→ **What is needed**
Using the records below, write out again exactly the lines that begin at the line containing "fn fmt(&self, f: &mut" and end at the line containing "and English language.", and no other lines.

Data extracted from a collection
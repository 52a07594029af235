//! Data transfer objects of the web API.

mod request;
mod response;

pub use request::{ListOptions, ListQuery, OffsetQuery, UpdateStatusRequest};
pub use response::{
    ApiResponse, CategoryResponse, EnclosureResponse, EntryListResponse, EntryResponse,
    FeedResponse, HealthResponse, Pagination, UnreadResponse, UpdateStatusResponse,
};
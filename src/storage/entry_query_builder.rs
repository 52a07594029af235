//! Fluent entry query facade bound to a storage handle.

use chrono::{DateTime, Utc};
use chrono_tz::Tz;
use futures::TryStreamExt;
use sqlx::Row;

use super::entry_query::EntryQuery;
use super::sql::{build_query, Operator, QueryArg};
use super::{DbRow, Storage};
use crate::model::{Category, Direction, Entry, EntryStatus, Feed, FeedIcon, SortOrder};
use crate::timer::ExecutionTimer;
use crate::{FeedDeckError, Result};

/// Builds and runs user-scoped entry queries.
///
/// ```ignore
/// let entries = storage
///     .new_entry_query_builder(user.id, &user.timezone)
///     .with_status(EntryStatus::Unread)
///     .with_order(SortOrder::PublishedAt)
///     .with_direction(Direction::Desc)
///     .with_limit(100)
///     .get_entries()
///     .await?;
/// ```
#[derive(Debug, Clone)]
pub struct EntryQueryBuilder<'a> {
    store: &'a Storage,
    query: EntryQuery,
}

impl<'a> EntryQueryBuilder<'a> {
    pub fn new(store: &'a Storage, user_id: i64, timezone: &str) -> Self {
        Self {
            store,
            query: EntryQuery::new(user_id, timezone),
        }
    }

    /// The query this builder runs.
    pub fn query(&self) -> &EntryQuery {
        &self.query
    }

    pub fn with_condition(
        mut self,
        column: &'static str,
        operator: Operator,
        value: impl Into<QueryArg>,
    ) -> Self {
        self.query = self.query.with_condition(column, operator, value);
        self
    }

    pub fn with_entry_id(mut self, entry_id: i64) -> Self {
        self.query = self.query.with_entry_id(entry_id);
        self
    }

    pub fn with_entry_id_greater_than(mut self, entry_id: i64) -> Self {
        self.query = self.query.with_entry_id_greater_than(entry_id);
        self
    }

    pub fn with_entry_id_lower_than(mut self, entry_id: i64) -> Self {
        self.query = self.query.with_entry_id_lower_than(entry_id);
        self
    }

    pub fn with_feed_id(mut self, feed_id: i64) -> Self {
        self.query = self.query.with_feed_id(feed_id);
        self
    }

    pub fn with_category_id(mut self, category_id: i64) -> Self {
        self.query = self.query.with_category_id(category_id);
        self
    }

    pub fn with_status(mut self, status: impl Into<Option<EntryStatus>>) -> Self {
        self.query = self.query.with_status(status);
        self
    }

    pub fn with_order(mut self, order: SortOrder) -> Self {
        self.query = self.query.with_order(order);
        self
    }

    pub fn with_direction(mut self, direction: Direction) -> Self {
        self.query = self.query.with_direction(direction);
        self
    }

    pub fn with_limit(mut self, limit: u32) -> Self {
        self.query = self.query.with_limit(limit);
        self
    }

    pub fn with_offset(mut self, offset: u32) -> Self {
        self.query = self.query.with_offset(offset);
        self
    }

    /// Count the entries matching the filters. Paging is ignored.
    pub async fn count_entries(&self) -> Result<i64> {
        let _timer = ExecutionTimer::start(format!(
            "[EntryQueryBuilder:CountEntries] {}",
            self.query.describe()
        ));

        let statement = self.query.count_statement();
        let row = build_query(&statement)
            .fetch_one(self.store.pool())
            .await
            .map_err(|e| FeedDeckError::Database(format!("unable to count entries: {e}")))?;

        row.try_get::<i64, _>(0)
            .map_err(|e| FeedDeckError::Database(format!("unable to count entries: {e}")))
    }

    /// Fetch a single entry with its enclosures.
    ///
    /// The builder's own limit is left untouched; `Ok(None)` when nothing matches.
    pub async fn get_entry(&self) -> Result<Option<Entry>> {
        let query = self.query.single();
        let _timer = ExecutionTimer::start(format!(
            "[EntryQueryBuilder:GetEntry] {}",
            query.describe()
        ));

        let mut entries = fetch_entries(self.store, &query).await?;

        if entries.len() != 1 {
            return Ok(None);
        }

        let mut entry = entries.remove(0);
        entry.enclosures = self
            .store
            .enclosures()
            .list_by_entry(entry.user_id, entry.id)
            .await?;
        Ok(Some(entry))
    }

    /// Fetch every matching entry, in database order.
    pub async fn get_entries(&self) -> Result<Vec<Entry>> {
        let _timer = ExecutionTimer::start(format!(
            "[EntryQueryBuilder:GetEntries] {}",
            self.query.describe()
        ));

        fetch_entries(self.store, &self.query).await
    }
}

async fn fetch_entries(store: &Storage, query: &EntryQuery) -> Result<Vec<Entry>> {
    let statement = query.select_statement(store.dialect());
    let timezone = query.timezone();

    let mut rows = build_query(&statement).fetch(store.pool());
    let mut entries = Vec::new();

    while let Some(row) = rows
        .try_next()
        .await
        .map_err(|e| FeedDeckError::Database(format!("unable to get entries: {e}")))?
    {
        let entry = hydrate_entry(&row, timezone)
            .map_err(|e| FeedDeckError::Database(format!("unable to fetch entry row: {e}")))?;
        entries.push(entry);
    }

    Ok(entries)
}

/// Build an entry from a row of [`EntryQuery::select_statement`].
///
/// Columns are read by position; the timezone projection has no stable name.
fn hydrate_entry(row: &DbRow, timezone: Tz) -> std::result::Result<Entry, sqlx::Error> {
    let id: i64 = row.try_get(0)?;
    let user_id: i64 = row.try_get(1)?;
    let feed_id: i64 = row.try_get(2)?;
    let status: String = row.try_get(9)?;
    let category_id: Option<i64> = row.try_get(14)?;
    let icon_id: Option<i64> = row.try_get(16)?;

    let checked_at: Option<DateTime<Utc>> = row.try_get(13)?;

    Ok(Entry {
        id,
        user_id,
        feed_id,
        hash: row.try_get(3)?,
        date: published_at(row, timezone)?,
        title: row.try_get(5)?,
        url: row.try_get(6)?,
        author: row.try_get(7)?,
        content: row.try_get(8)?,
        status: status.parse().map_err(|e: FeedDeckError| sqlx::Error::ColumnDecode {
            index: "status".to_string(),
            source: Box::new(e),
        })?,
        feed: Feed {
            id: feed_id,
            user_id,
            title: row.try_get::<Option<String>, _>(10)?.unwrap_or_default(),
            feed_url: row.try_get::<Option<String>, _>(11)?.unwrap_or_default(),
            site_url: row.try_get::<Option<String>, _>(12)?.unwrap_or_default(),
            checked_at: checked_at.unwrap_or_default(),
            parsing_error_count: 0,
            parsing_error_msg: String::new(),
            category: Category {
                id: category_id.unwrap_or_default(),
                user_id,
                title: row.try_get::<Option<String>, _>(15)?.unwrap_or_default(),
            },
            icon: FeedIcon {
                feed_id,
                icon_id: icon_id.unwrap_or(0),
            },
        },
        enclosures: Vec::new(),
    })
}

/// Decode the projected `published_at` as a local time in `timezone`.
#[cfg(feature = "postgres")]
fn published_at(row: &DbRow, timezone: Tz) -> std::result::Result<DateTime<Tz>, sqlx::Error> {
    use chrono::{NaiveDateTime, TimeZone};

    let local: NaiveDateTime = row.try_get(4)?;
    Ok(timezone
        .from_local_datetime(&local)
        .earliest()
        .unwrap_or_else(|| Utc.from_utc_datetime(&local).with_timezone(&timezone)))
}

/// Decode the projected `published_at` as a local time in `timezone`.
#[cfg(all(feature = "sqlite", not(feature = "postgres")))]
fn published_at(row: &DbRow, timezone: Tz) -> std::result::Result<DateTime<Tz>, sqlx::Error> {
    let utc: DateTime<Utc> = row.try_get(4)?;
    Ok(utc.with_timezone(&timezone))
}
//! User model.

use std::fmt;
use std::str::FromStr;

use crate::FeedDeckError;

/// User role for permission management.
#[derive(Debug, Clone, Copy, PartialEq, Eq, PartialOrd, Ord, Default)]
pub enum Role {
    /// Regular user.
    #[default]
    User,
    /// Administrator.
    Admin,
}

impl Role {
    /// Convert role to its database representation.
    pub fn as_str(&self) -> &'static str {
        match self {
            Role::User => "user",
            Role::Admin => "admin",
        }
    }
}

impl fmt::Display for Role {
    fn fmt(&self, f: &mut fmt::Formatter<'_>) -> fmt::Result {
        f.write_str(self.as_str())
    }
}

impl FromStr for Role {
    type Err = FeedDeckError;

    fn from_str(s: &str) -> Result<Self, Self::Err> {
        match s.to_lowercase().as_str() {
            "user" => Ok(Role::User),
            "admin" => Ok(Role::Admin),
            _ => Err(FeedDeckError::Validation(format!("unknown role: {s}"))),
        }
    }
}

/// A registered user.
#[derive(Debug, Clone, PartialEq)]
pub struct User {
    pub id: i64,
    pub username: String,
    /// IANA timezone name used to render entry dates.
    pub timezone: String,
    /// Interface language code.
    pub language: String,
    pub role: Role,
}

impl User {
    /// Check if this user is an administrator.
    pub fn is_admin(&self) -> bool {
        self.role == Role::Admin
    }
}

/// Data for creating a new user.
#[derive(Debug, Clone)]
pub struct NewUser {
    pub username: String,
    pub timezone: String,
    pub language: String,
    pub role: Role,
}

impl NewUser {
    /// Create a new user with UTC timezone and English language.
    pub fn new(username: impl Into<String>) -> Self {
        Self {
            username: username.into(),
            timezone: "UTC".to_string(),
            language: "en_US".to_string(),
            role: Role::User,
        }
    }

    /// Set the timezone.
    pub fn with_timezone(mut self, timezone: impl Into<String>) -> Self {
        self.timezone = timezone.into();
        self
    }

    /// Set the language.
    pub fn with_language(mut self, language: impl Into<String>) -> Self {
        self.language = language.into();
        self
    }

    /// Set the role.
    pub fn with_role(mut self, role: Role) -> Self {
        self.role = role;
        self
    }
}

→ **Solution**
    fn fmt(&self, f: &mut fmt::Formatter<'_>) -> fmt::Result {
        f.write_str(self.as_str())
    }
}

impl FromStr for Role {
    type Err = FeedDeckError;

    fn from_str(s: &str) -> Result<Self, Self::Err> {
        match s.to_lowercase().as_str() {
            "user" => Ok(Role::User),
            "admin" => Ok(Role::Admin),
            _ => Err(FeedDeckError::Validation(format!("unknown role: {s}"))),
        }
    }
}

/// A registered user.
#[derive(Debug, Clone, PartialEq)]
pub struct User {
    pub id: i64,
    pub username: String,
    /// IANA timezone name used to render entry dates.
    pub timezone: String,
    /// Interface language code.
    pub language: String,
    pub role: Role,
}

impl User {
    /// Check if this user is an administrator.
    pub fn is_admin(&self) -> bool {
        self.role == Role::Admin
    }
}

/// Data for creating a new user.
#[derive(Debug, Clone)]
pub struct NewUser {
    pub username: String,
    pub timezone: String,
    pub language: String,
    pub role: Role,
}

impl NewUser {
    /// Create a new user with UTC timezone and English language.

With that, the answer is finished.